Because I'm pushing 75 and therefore in a high risk group for Covid-19, I have severely curtailed my travels away from home. That got even more restrictive last week when our 2002 Subaru Forester's transmission informed me that I would be lucky to get a block from home before it failed completely. The car has more than 250,000 miles on the odometer and isn't worth the estimated $2,500 it would probably cost to fix the transmission. So it sits deep in the driveway while we decide how to best dispose of it - sell it for scrap or donate it to some charity.
For the last several weeks, I've just used it to go to the post office to check our box. It's only about a 1 mile hike round trip, but this is turning out to be the coldest, most persistently crappy spring I can remember and not the kind of weather that makes me want to go for a longish walk.
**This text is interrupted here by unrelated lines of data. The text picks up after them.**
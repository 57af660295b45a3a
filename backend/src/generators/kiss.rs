//! KISS composite generators
//!
//! "Keep It Simple Stupid": an MWC, a congruential and a 3-shift-register
//! generator stepped in lock-step and combined.
//!
//! - **KISS**: MWC2 + Cong + SHR3, output `(mwc ^ cong) + shr3`, period
//!   about 2^123. Based on, but not identical to, Marsaglia's 1999 KISS (see
//!   [`Kiss1999`](super::Kiss1999) for that one).
//! - **KISS2**: MWC64 + Cong + SHR3, output `mwc + cong + shr3`, period about
//!   2^124. Marsaglia's 2007 recommendation.
//!
//! The constituents are plain fields, reachable through forwarding
//! accessors. Setters re-sanitize, so a composite can never hold a
//! degenerate constituent.

use serde::{Deserialize, Serialize};
use std::fmt;

use super::{impl_generator_iterator, Cong, Generator, JumpAhead, Mwc2, Mwc64, Seedable, Shr3};
use crate::seed::repeat_last;

/// Seed the three constituents in order from one shared repeat-last stream
fn seed_constituents<M, I>(limbs: &mut I) -> (M, Cong, Shr3)
where
    M: Seedable,
    I: Iterator<Item = Option<u32>>,
{
    let mut repeated = repeat_last(&mut *limbs);
    let mwc = M::from_limbs(&mut repeated);
    let cong = Cong::from_limbs(&mut repeated);
    let shr3 = Shr3::from_limbs(&mut repeated);
    (mwc, cong, shr3)
}

// ============================================================================
// KISS
// ============================================================================

/// MWC2 + Cong + SHR3 composite
///
/// # Example
/// ```
/// use simplerandom_core_rs::{Generator, Kiss, Seedable};
///
/// let mut kiss = Kiss::seeded((2247183469u32, 99545079u32, 3269400377u32, 3950144837u32));
/// let first = kiss.advance();
/// assert_eq!(kiss.current(), first);
/// assert_eq!(kiss.state()[2], kiss.cong().current());
/// ```
#[derive(Debug, Clone, PartialEq, Eq, Hash, Serialize, Deserialize)]
#[serde(from = "[u32; 4]", into = "[u32; 4]")]
pub struct Kiss {
    mwc: Mwc2,
    cong: Cong,
    shr3: Shr3,
}

impl Kiss {
    /// Create from explicit constituent seeds
    pub fn new(mwc_upper: u32, mwc_lower: u32, cong: u32, shr3: u32) -> Self {
        Self {
            mwc: Mwc2::new(mwc_upper, mwc_lower),
            cong: Cong::new(cong),
            shr3: Shr3::new(shr3),
        }
    }

    /// The multiply-with-carry component
    pub fn mwc(&self) -> &Mwc2 {
        &self.mwc
    }

    /// The congruential component
    pub fn cong(&self) -> &Cong {
        &self.cong
    }

    /// The SHR3 component
    pub fn shr3(&self) -> &Shr3 {
        &self.shr3
    }

    /// Upper word of the MWC component
    pub fn mwc_upper(&self) -> u32 {
        self.mwc.upper()
    }

    /// Lower word of the MWC component
    pub fn mwc_lower(&self) -> u32 {
        self.mwc.lower()
    }

    /// Overwrite the MWC upper word, re-sanitizing the component
    pub fn set_mwc_upper(&mut self, value: u32) {
        self.mwc.set_upper(value);
    }

    /// Overwrite the MWC lower word, re-sanitizing the component
    pub fn set_mwc_lower(&mut self, value: u32) {
        self.mwc.set_lower(value);
    }

    /// Overwrite the congruential state (any value is valid)
    pub fn set_cong(&mut self, value: u32) {
        self.cong.set_state([value]);
    }

    /// Overwrite the SHR3 state, re-sanitizing it (zero becomes `0xFFFFFFFF`)
    pub fn set_shr3(&mut self, value: u32) {
        self.shr3.set_state([value]);
    }
}

impl Default for Kiss {
    fn default() -> Self {
        Self {
            mwc: Mwc2::default(),
            cong: Cong::default(),
            shr3: Shr3::default(),
        }
    }
}

impl Generator for Kiss {
    type State = [u32; 4];
    const NAME: &'static str = "KISS";

    fn advance(&mut self) -> u32 {
        let mwc = self.mwc.advance();
        let cong = self.cong.advance();
        let shr3 = self.shr3.advance();
        (mwc ^ cong).wrapping_add(shr3)
    }

    fn current(&self) -> u32 {
        (self.mwc.current() ^ self.cong.current()).wrapping_add(self.shr3.current())
    }

    fn state(&self) -> [u32; 4] {
        let [upper, lower] = self.mwc.state();
        [upper, lower, self.cong.current(), self.shr3.current()]
    }

    fn set_state(&mut self, state: [u32; 4]) {
        *self = Self::new(state[0], state[1], state[2], state[3]);
    }
}

impl Seedable for Kiss {
    fn from_limbs<I>(limbs: &mut I) -> Self
    where
        I: Iterator<Item = Option<u32>>,
    {
        let (mwc, cong, shr3) = seed_constituents(limbs);
        Self { mwc, cong, shr3 }
    }

    fn sanitize(&mut self) {
        self.mwc.sanitize();
        self.shr3.sanitize();
    }

    fn mix_limb(&mut self, value: u32) {
        match (self.current() >> 24) & 3 {
            0 => self.mwc.mix_upper(value),
            1 => self.mwc.mix_lower(value),
            2 => self.cong.mix_limb(value),
            _ => self.shr3.mix_limb(value),
        }
    }
}

impl JumpAhead for Kiss {
    fn cycle_len() -> u128 {
        Mwc2::cycle_len() * Cong::cycle_len() * Shr3::cycle_len()
    }

    fn jump_ahead(&mut self, n: i128) {
        self.mwc.jump_ahead(n);
        self.cong.jump_ahead(n);
        self.shr3.jump_ahead(n);
    }
}

// ============================================================================
// KISS2
// ============================================================================

/// MWC64 + Cong + SHR3 composite
///
/// # Example
/// ```
/// use simplerandom_core_rs::{Generator, Kiss2};
///
/// let kiss2 = Kiss2::default();
/// assert_eq!(kiss2.state(), [102352882, 5, 0, 0xFFFF_FFFF]);
/// ```
#[derive(Debug, Clone, PartialEq, Eq, Hash, Serialize, Deserialize)]
#[serde(from = "[u32; 4]", into = "[u32; 4]")]
pub struct Kiss2 {
    mwc: Mwc64,
    cong: Cong,
    shr3: Shr3,
}

impl Kiss2 {
    /// Create from explicit constituent seeds
    pub fn new(mwc_upper: u32, mwc_lower: u32, cong: u32, shr3: u32) -> Self {
        Self {
            mwc: Mwc64::new(mwc_upper, mwc_lower),
            cong: Cong::new(cong),
            shr3: Shr3::new(shr3),
        }
    }

    /// The multiply-with-carry component
    pub fn mwc(&self) -> &Mwc64 {
        &self.mwc
    }

    /// The congruential component
    pub fn cong(&self) -> &Cong {
        &self.cong
    }

    /// The SHR3 component
    pub fn shr3(&self) -> &Shr3 {
        &self.shr3
    }

    /// Upper word of the MWC component
    pub fn mwc_upper(&self) -> u32 {
        self.mwc.upper()
    }

    /// Lower word of the MWC component
    pub fn mwc_lower(&self) -> u32 {
        self.mwc.lower()
    }

    /// Overwrite the MWC upper word, re-sanitizing the component
    pub fn set_mwc_upper(&mut self, value: u32) {
        self.mwc.set_upper(value);
    }

    /// Overwrite the MWC lower word, re-sanitizing the component
    pub fn set_mwc_lower(&mut self, value: u32) {
        self.mwc.set_lower(value);
    }

    /// Overwrite the congruential state (any value is valid)
    pub fn set_cong(&mut self, value: u32) {
        self.cong.set_state([value]);
    }

    /// Overwrite the SHR3 state, re-sanitizing it (zero becomes `0xFFFFFFFF`)
    pub fn set_shr3(&mut self, value: u32) {
        self.shr3.set_state([value]);
    }
}

impl Default for Kiss2 {
    fn default() -> Self {
        Self {
            mwc: Mwc64::default(),
            cong: Cong::default(),
            shr3: Shr3::default(),
        }
    }
}

impl Generator for Kiss2 {
    type State = [u32; 4];
    const NAME: &'static str = "KISS2";

    fn advance(&mut self) -> u32 {
        let mwc = self.mwc.advance();
        let cong = self.cong.advance();
        let shr3 = self.shr3.advance();
        mwc.wrapping_add(cong).wrapping_add(shr3)
    }

    fn current(&self) -> u32 {
        self.mwc
            .current()
            .wrapping_add(self.cong.current())
            .wrapping_add(self.shr3.current())
    }

    fn state(&self) -> [u32; 4] {
        let [upper, lower] = self.mwc.state();
        [upper, lower, self.cong.current(), self.shr3.current()]
    }

    fn set_state(&mut self, state: [u32; 4]) {
        *self = Self::new(state[0], state[1], state[2], state[3]);
    }
}

impl Seedable for Kiss2 {
    fn from_limbs<I>(limbs: &mut I) -> Self
    where
        I: Iterator<Item = Option<u32>>,
    {
        let (mwc, cong, shr3) = seed_constituents(limbs);
        Self { mwc, cong, shr3 }
    }

    fn sanitize(&mut self) {
        self.mwc.sanitize();
        self.shr3.sanitize();
    }

    fn mix_limb(&mut self, value: u32) {
        match (self.current() >> 24) & 3 {
            0 => {
                self.mwc.set_upper(self.mwc.upper() ^ value);
                self.mwc.advance();
            }
            1 => {
                self.mwc.set_lower(self.mwc.lower() ^ value);
                self.mwc.advance();
            }
            2 => self.cong.mix_limb(value),
            _ => self.shr3.mix_limb(value),
        }
    }
}

impl JumpAhead for Kiss2 {
    fn cycle_len() -> u128 {
        Mwc64::cycle_len() * Cong::cycle_len() * Shr3::cycle_len()
    }

    fn jump_ahead(&mut self, n: i128) {
        self.mwc.jump_ahead(n);
        self.cong.jump_ahead(n);
        self.shr3.jump_ahead(n);
    }
}

impl_generator_iterator!(Kiss, Kiss2);

macro_rules! impl_kiss_conversions {
    ($($ty:ident => $display:literal),+ $(,)?) => {
        $(
            impl From<[u32; 4]> for $ty {
                fn from(state: [u32; 4]) -> Self {
                    Self::new(state[0], state[1], state[2], state[3])
                }
            }

            impl From<$ty> for [u32; 4] {
                fn from(kiss: $ty) -> Self {
                    kiss.state()
                }
            }

            impl fmt::Display for $ty {
                fn fmt(&self, f: &mut fmt::Formatter<'_>) -> fmt::Result {
                    let [upper, lower, cong, shr3] = self.state();
                    write!(f, "{}({}, {}, {}, {})", $display, upper, lower, cong, shr3)
                }
            }
        )+
    };
}

impl_kiss_conversions!(Kiss => "KISS", Kiss2 => "KISS2");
Which brings me to my other complaint. The weather has been cold, rainy, and windy more days than not which dampens my enthusiasm for metal detecting in our yard. I know there's still lots of targets out there, but I need sunny calm days in the upper 60s and above to feel comfortable poking around with my Garrett ACE 300 metal detector. So I gaze out the window and curse the weather and the lack of encouragement in the forecast.
And today was especially aggravating because our electrical power failed at 1:41 a.m. and wasn't restored until 9:01 a.m., meaning my morning coffee was postponed and Maria and I had to do our early morning routines in the cold and dark.